Q&A: Having a Legal Quorum?

Q&A: Having a Legal Quorum?
Q I live in a 55+ co-op community in Florida, where we have recently run into a problem for which we have gotten nothing but conflicting opinions. 1) Our bylaws state that our board should consist of seven directors, but recently several directors resigned because of political issues. We now have FOUR directors. 2) Our bylaws state that "A majority of the whole membership of the Board of Directors shall constitute a quorum for the transaction of any and all business, but if at any meeting of the board there shall be less than a quorum present, the majority of those present may adjourn the meeting."

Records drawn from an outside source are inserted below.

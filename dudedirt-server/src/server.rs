// dudedirt-server/src/server.rs

use std::sync::Arc;

use axum::Router;
use axum::routing::{get, post};
use dashmap::DashMap;
use tower::ServiceBuilder;
use tower_http::trace::TraceLayer;
use uuid::Uuid;

use dudedirt_common::traits::repository_traits::CatalogRepository;
use dudedirt_core::auth::AuthManager;
use dudedirt_core::cache::WeatherCache;
use dudedirt_core::services::{BookingFinalizer, BookingService, RewardsLedger, WizardStore};

use crate::routes;

/// Everything the handlers need, shared behind Arcs. Sessions are plain
/// bearer tokens in memory; cookie/session persistence is deliberately out
/// of scope.
#[derive(Clone)]
pub struct AppState {
    pub auth: Arc<AuthManager>,
    pub wizards: Arc<WizardStore>,
    pub finalizer: Arc<BookingFinalizer>,
    pub rewards: Arc<RewardsLedger>,
    pub bookings: Arc<BookingService>,
    pub catalog: Arc<dyn CatalogRepository>,
    pub weather: Arc<WeatherCache>,
    pub sessions: Arc<DashMap<String, Uuid>>,
}

pub fn router(state: AppState) -> Router {
    Router::new()
        .route("/api/health", get(routes::health))
        .route("/api/register", post(routes::register))
        .route("/api/login", post(routes::login))
        .route("/api/logout", post(routes::logout))
        .route("/api/profile", post(routes::update_profile))
        .route("/api/services", get(routes::list_services))
        .route("/api/products", get(routes::list_products))
        .route("/api/redemptions", get(routes::list_redemptions))
        .route("/api/booking/start", post(routes::start_wizard))
        .route("/api/booking/{handle}", get(routes::wizard_state))
        .route("/api/booking/{handle}/step", post(routes::set_step))
        .route("/api/booking/{handle}/back", post(routes::step_back))
        .route("/api/booking/{handle}/commit", post(routes::commit_wizard))
        .route("/api/bookings", get(routes::list_bookings))
        .route("/api/bookings/{id}/confirm", post(routes::confirm_booking))
        .route("/api/bookings/{id}/complete", post(routes::complete_booking))
        .route("/api/bookings/{id}/cancel", post(routes::cancel_booking))
        .route("/api/receipts", get(routes::receipts))
        .route("/api/stats", get(routes::stats))
        .route("/api/points", get(routes::points))
        .route("/api/points/redeem", post(routes::redeem))
        .route("/api/weather", get(routes::weather))
        .with_state(state)
        .layer(ServiceBuilder::new().layer(TraceLayer::new_for_http()))
}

Therefore: In order to hold a board meeting, do we need a majority of FOUR or a majority of SEVEN? If four board members are present at a meeting of the board, how many "yes" votes are needed to pass a motion? There's nothing else on this subject in either our documents or the Florida statutes.

—Confused in Clearwater

A “If three board members have resigned, then, until such vacancies are filled, the board would be made up of only the remaining four members,” says Attorney Ben Solomon, a partner with Miami-based Association Law Group, PL.

“Therefore, a majority for quorum purposes would require three members (out of the four) to be present and any issue being voted on by such board would also require three out of four to agree in order to achieve a majority decision. Where the confusion may be coming in is in regards to the provision in the by-laws that states that if there is not a quorum, the majority of those (minority members) present can vote to adjourn (which is somewhat of a moot point, since the meeting presumably may not continue without such quorum anyway); however, the same is a limited instance of such minority being able to vote to adjourn simply as a formality and is not, in my view, an indicator that such minority can vote on any other issues without a majority present as required by the bylaws.